[[ Raw data open ]]

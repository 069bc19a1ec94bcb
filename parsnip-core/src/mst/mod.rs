//! Minimum-spanning-tree engines over the distance matrix.
//!
//! Three engines cover the size regimes of the search: an O(V²) array scan
//! for the complete graph, a heap-driven Jarník–Prim for small populations,
//! and a Borůvka variant with logarithmic candidate sets for large ones.
//! All of them work in the dense index space of the current
//! [`DistanceMatrix`] and return undirected edges; [`orient`] then roots the
//! tree in the vertex arena.

pub mod boruvka;
pub mod jarnik;
pub mod prim_complete;
pub mod union_find;

#[cfg(test)]
mod tests;
#[cfg(test)]
mod property;

use std::cmp::Reverse;
use std::collections::{BinaryHeap, VecDeque};

use rand::rngs::SmallRng;
use thiserror::Error;
use tracing::debug;

use crate::arena::Arena;
use crate::config::SearchConfig;
use crate::matrix::DistanceMatrix;
use crate::mutation::MutationCounter;
use crate::pool::Pool;

/// Undirected weighted edge in dense index space.
#[derive(Debug, Clone, Copy, PartialEq, Eq, PartialOrd, Ord)]
pub struct Edge {
    /// Edge cost; the primary ordering key.
    pub cost: u16,
    /// First endpoint.
    pub u: u32,
    /// Second endpoint.
    pub v: u32,
}

impl Edge {
    /// Creates an edge; endpoint order is preserved as given.
    #[must_use]
    pub const fn new(u: u32, v: u32, cost: u16) -> Self {
        Self { cost, u, v }
    }

    /// The endpoint opposite `from`, or `None` when `from` is not incident.
    #[must_use]
    pub const fn opposite(&self, from: u32) -> Option<u32> {
        if self.u == from {
            Some(self.v)
        } else if self.v == from {
            Some(self.u)
        } else {
            None
        }
    }
}

/// Buffer pools shared by the heap-driven engine.
#[derive(Debug, Default)]
pub struct EdgePools {
    /// Scratch edge vectors.
    pub edges: Pool<Vec<Edge>>,
    /// Scratch binary heaps.
    pub heaps: Pool<BinaryHeap<Reverse<Edge>>>,
}

impl EdgePools {
    /// Creates empty pools.
    #[must_use]
    pub fn new() -> Self {
        Self::default()
    }
}

/// Errors raised by the spanning-tree engines.
#[derive(Debug, Error, PartialEq, Eq)]
#[non_exhaustive]
pub enum MstError {
    /// The matrix covered no vertices.
    #[error("cannot build a spanning tree over an empty graph")]
    EmptyGraph,
    /// The edge supply ran out before the graph was connected.
    #[error("graph fell apart into {components} components")]
    Disconnected {
        /// Number of components left unjoined.
        components: usize,
    },
    /// A buffer pool lock was poisoned.
    #[error("edge buffer pool lock poisoned")]
    PoolPoisoned,
}

/// Stable identifiers for [`MstError`] variants.
#[derive(Debug, Clone, Copy, PartialEq, Eq, Hash)]
#[non_exhaustive]
pub enum MstErrorCode {
    /// See [`MstError::EmptyGraph`].
    EmptyGraph,
    /// See [`MstError::Disconnected`].
    Disconnected,
    /// See [`MstError::PoolPoisoned`].
    PoolPoisoned,
}

impl MstErrorCode {
    /// Returns the snake_case identifier used in logs and tooling.
    #[must_use]
    pub const fn as_str(self) -> &'static str {
        match self {
            Self::EmptyGraph => "empty_graph",
            Self::Disconnected => "disconnected",
            Self::PoolPoisoned => "pool_poisoned",
        }
    }
}

impl MstError {
    /// Maps the error to its stable code.
    #[must_use]
    pub const fn code(&self) -> MstErrorCode {
        match self {
            Self::EmptyGraph => MstErrorCode::EmptyGraph,
            Self::Disconnected { .. } => MstErrorCode::Disconnected,
            Self::PoolPoisoned => MstErrorCode::PoolPoisoned,
        }
    }
}

/// Engine choice for one build.
#[derive(Debug, Clone, Copy, PartialEq, Eq)]
pub enum Engine {
    /// O(V²) array Prim for the complete graph.
    PrimComplete,
    /// Heap-driven Jarník–Prim.
    Jarnik,
    /// Borůvka with logarithmic candidate sets.
    Boruvka,
}

/// Picks the engine for a population of `n` vertices.
#[must_use]
pub fn select(config: &SearchConfig, n: usize) -> Engine {
    if config.use_prim_complete {
        Engine::PrimComplete
    } else if n > config.mst_implementation_threshold {
        Engine::Boruvka
    } else {
        Engine::Jarnik
    }
}

/// Whether a damaged tree should be repaired in place instead of rebuilt.
///
/// Repair pays off only above a population threshold and only when few
/// vertices were deleted; it is never combined with the complete-graph
/// engine, whose full rebuild is already linear in the edge scan.
#[must_use]
pub fn should_repair(config: &SearchConfig, vertex_count: usize, deleted_count: usize) -> bool {
    if config.use_prim_complete || vertex_count == 0 {
        return false;
    }
    let deleted_part = deleted_count as f64 / vertex_count as f64;
    vertex_count > config.repair_threshold_vertex_count
        && deleted_part < config.repair_threshold_deleted_part
}

/// Builds a spanning tree with the engine selected for the population size.
///
/// # Errors
/// Returns [`MstError::EmptyGraph`] for an empty matrix and propagates
/// engine failures.
pub fn build(
    matrix: &DistanceMatrix,
    config: &SearchConfig,
    pools: &EdgePools,
    rng: &mut SmallRng,
) -> Result<Vec<Edge>, MstError> {
    let n = matrix.len();
    let engine = select(config, n);
    debug!(vertices = n, ?engine, "building spanning tree");
    match engine {
        Engine::PrimComplete => prim_complete::build(matrix, rng),
        Engine::Jarnik => jarnik::build(matrix, pools),
        Engine::Boruvka => boruvka::build(matrix),
    }
}

/// Roots an undirected edge set at `root` and wires the arena links.
///
/// `slots` maps dense indices to arena slots, aligned with the matrix the
/// edges were built over. Every edge gets its mutation set from the counter
/// as it is oriented.
///
/// # Errors
/// Propagates arena link violations.
pub fn orient(
    arena: &mut Arena,
    slots: &[usize],
    edges: &[Edge],
    root: usize,
    counter: &MutationCounter,
) -> crate::error::Result<()> {
    let n = slots.len();
    let mut adjacency: Vec<Vec<usize>> = vec![Vec::new(); n];
    for e in edges {
        let (u, v) = (e.u as usize, e.v as usize);
        if let Some(row) = adjacency.get_mut(u) {
            row.push(v);
        }
        if let Some(row) = adjacency.get_mut(v) {
            row.push(u);
        }
    }
    let mut visited = vec![false; n];
    let mut queue = VecDeque::from([root]);
    if let Some(flag) = visited.get_mut(root) {
        *flag = true;
    }
    while let Some(parent) = queue.pop_front() {
        let neighbours = adjacency.get(parent).cloned().unwrap_or_default();
        for child in neighbours {
            if visited.get(child).copied().unwrap_or(true) {
                continue;
            }
            if let Some(flag) = visited.get_mut(child) {
                *flag = true;
            }
            let (parent_slot, child_slot) = (
                slots.get(parent).copied().unwrap_or(usize::MAX),
                slots.get(child).copied().unwrap_or(usize::MAX),
            );
            let mutations = {
                let from = &arena.get(parent_slot)?.seq;
                let to = &arena.get(child_slot)?.seq;
                counter.mutations(from, to)
            };
            arena.attach(parent_slot, child_slot, mutations)?;
            queue.push_back(child);
        }
    }
    Ok(())
}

[[ Raw data closed ]]

**About this task:**
Reproduce every record word for word.

**Output for this exercise:**
repository 069bc19a1ec94bcb
filename parsnip-core/src/mst/mod.rs
//! Minimum-spanning-tree engines over the distance matrix.
//!
//! Three engines cover the size regimes of the search: an O(V²) array scan
//! for the complete graph, a heap-driven Jarník–Prim for small populations,
//! and a Borůvka variant with logarithmic candidate sets for large ones.
//! All of them work in the dense index space of the current
//! [`DistanceMatrix`] and return undirected edges; [`orient`] then roots the
//! tree in the vertex arena.

pub mod boruvka;
pub mod jarnik;
pub mod prim_complete;
pub mod union_find;

#[cfg(test)]
mod tests;
#[cfg(test)]
mod property;

use std::cmp::Reverse;
use std::collections::{BinaryHeap, VecDeque};

use rand::rngs::SmallRng;
use thiserror::Error;
use tracing::debug;

use crate::arena::Arena;
use crate::config::SearchConfig;
use crate::matrix::DistanceMatrix;
use crate::mutation::MutationCounter;
use crate::pool::Pool;

/// Undirected weighted edge in dense index space.
#[derive(Debug, Clone, Copy, PartialEq, Eq, PartialOrd, Ord)]
pub struct Edge {
    /// Edge cost; the primary ordering key.
    pub cost: u16,
    /// First endpoint.
    pub u: u32,
    /// Second endpoint.
    pub v: u32,
}

impl Edge {
    /// Creates an edge; endpoint order is preserved as given.
    #[must_use]
    pub const fn new(u: u32, v: u32, cost: u16) -> Self {
        Self { cost, u, v }
    }

    /// The endpoint opposite `from`, or `None` when `from` is not incident.
    #[must_use]
    pub const fn opposite(&self, from: u32) -> Option<u32> {
        if self.u == from {
            Some(self.v)
        } else if self.v == from {
            Some(self.u)
        } else {
            None
        }
    }
}

/// Buffer pools shared by the heap-driven engine.
#[derive(Debug, Default)]
pub struct EdgePools {
    /// Scratch edge vectors.
    pub edges: Pool<Vec<Edge>>,
    /// Scratch binary heaps.
    pub heaps: Pool<BinaryHeap<Reverse<Edge>>>,
}

impl EdgePools {
    /// Creates empty pools.
    #[must_use]
    pub fn new() -> Self {
        Self::default()
    }
}

/// Errors raised by the spanning-tree engines.
#[derive(Debug, Error, PartialEq, Eq)]
#[non_exhaustive]
pub enum MstError {
    /// The matrix covered no vertices.
    #[error("cannot build a spanning tree over an empty graph")]
    EmptyGraph,
    /// The edge supply ran out before the graph was connected.
    #[error("graph fell apart into {components} components")]
    Disconnected {
        /// Number of components left unjoined.
        components: usize,
    },
    /// A buffer pool lock was poisoned.
    #[error("edge buffer pool lock poisoned")]
    PoolPoisoned,
}

/// Stable identifiers for [`MstError`] variants.
#[derive(Debug, Clone, Copy, PartialEq, Eq, Hash)]
#[non_exhaustive]
pub enum MstErrorCode {
    /// See [`MstError::EmptyGraph`].
    EmptyGraph,
    /// See [`MstError::Disconnected`].
    Disconnected,
    /// See [`MstError::PoolPoisoned`].
    PoolPoisoned,
}

impl MstErrorCode {
    /// Returns the snake_case identifier used in logs and tooling.
    #[must_use]
    pub const fn as_str(self) -> &'static str {
        match self {
            Self::EmptyGraph => "empty_graph",
            Self::Disconnected => "disconnected",
            Self::PoolPoisoned => "pool_poisoned",
        }
    }
}

impl MstError {
    /// Maps the error to its stable code.
    #[must_use]
    pub const fn code(&self) -> MstErrorCode {
        match self {
            Self::EmptyGraph => MstErrorCode::EmptyGraph,
            Self::Disconnected { .. } => MstErrorCode::Disconnected,
            Self::PoolPoisoned => MstErrorCode::PoolPoisoned,
        }
    }
}

/// Engine choice for one build.
#[derive(Debug, Clone, Copy, PartialEq, Eq)]
pub enum Engine {
    /// O(V²) array Prim for the complete graph.
    PrimComplete,
    /// Heap-driven Jarník–Prim.
    Jarnik,
    /// Borůvka with logarithmic candidate sets.
    Boruvka,
}

/// Picks the engine for a population of `n` vertices.
#[must_use]
pub fn select(config: &SearchConfig, n: usize) -> Engine {
    if config.use_prim_complete {
        Engine::PrimComplete
    } else if n > config.mst_implementation_threshold {
        Engine::Boruvka
    } else {
        Engine::Jarnik
    }
}

/// Whether a damaged tree should be repaired in place instead of rebuilt.
///
/// Repair pays off only above a population threshold and only when few
/// vertices were deleted; it is never combined with the complete-graph
/// engine, whose full rebuild is already linear in the edge scan.
#[must_use]
pub fn should_repair(config: &SearchConfig, vertex_count: usize, deleted_count: usize) -> bool {
    if config.use_prim_complete || vertex_count == 0 {
        return false;
    }
    let deleted_part = deleted_count as f64 / vertex_count as f64;
    vertex_count > config.repair_threshold_vertex_count
        && deleted_part < config.repair_threshold_deleted_part
}

/// Builds a spanning tree with the engine selected for the population size.
///
/// # Errors
/// Returns [`MstError::EmptyGraph`] for an empty matrix and propagates
/// engine failures.
pub fn build(
    matrix: &DistanceMatrix,
    config: &SearchConfig,
    pools: &EdgePools,
    rng: &mut SmallRng,
) -> Result<Vec<Edge>, MstError> {
    let n = matrix.len();
    let engine = select(config, n);
    debug!(vertices = n, ?engine, "building spanning tree");
    match engine {
        Engine::PrimComplete => prim_complete::build(matrix, rng),
        Engine::Jarnik => jarnik::build(matrix, pools),
        Engine::Boruvka => boruvka::build(matrix),
    }
}

/// Roots an undirected edge set at `root` and wires the arena links.
///
/// `slots` maps dense indices to arena slots, aligned with the matrix the
/// edges were built over. Every edge gets its mutation set from the counter
/// as it is oriented.
///
/// # Errors
/// Propagates arena link violations.
pub fn orient(
    arena: &mut Arena,
    slots: &[usize],
    edges: &[Edge],
    root: usize,
    counter: &MutationCounter,
) -> crate::error::Result<()> {
    let n = slots.len();
    let mut adjacency: Vec<Vec<usize>> = vec![Vec::new(); n];
    for e in edges {
        let (u, v) = (e.u as usize, e.v as usize);
        if let Some(row) = adjacency.get_mut(u) {
            row.push(v);
        }
        if let Some(row) = adjacency.get_mut(v) {
            row.push(u);
        }
    }
    let mut visited = vec![false; n];
    let mut queue = VecDeque::from([root]);
    if let Some(flag) = visited.get_mut(root) {
        *flag = true;
    }
    while let Some(parent) = queue.pop_front() {
        let neighbours = adjacency.get(parent).cloned().unwrap_or_default();
        for child in neighbours {
            if visited.get(child).copied().unwrap_or(true) {
                continue;
            }
            if let Some(flag) = visited.get_mut(child) {
                *flag = true;
            }
            let (parent_slot, child_slot) = (
                slots.get(parent).copied().unwrap_or(usize::MAX),
                slots.get(child).copied().unwrap_or(usize::MAX),
            );
            let mutations = {
                let from = &arena.get(parent_slot)?.seq;
                let to = &arena.get(child_slot)?.seq;
                counter.mutations(from, to)
            };
            arena.attach(parent_slot, child_slot, mutations)?;
            queue.push_back(child);
        }
    }
    Ok(())
}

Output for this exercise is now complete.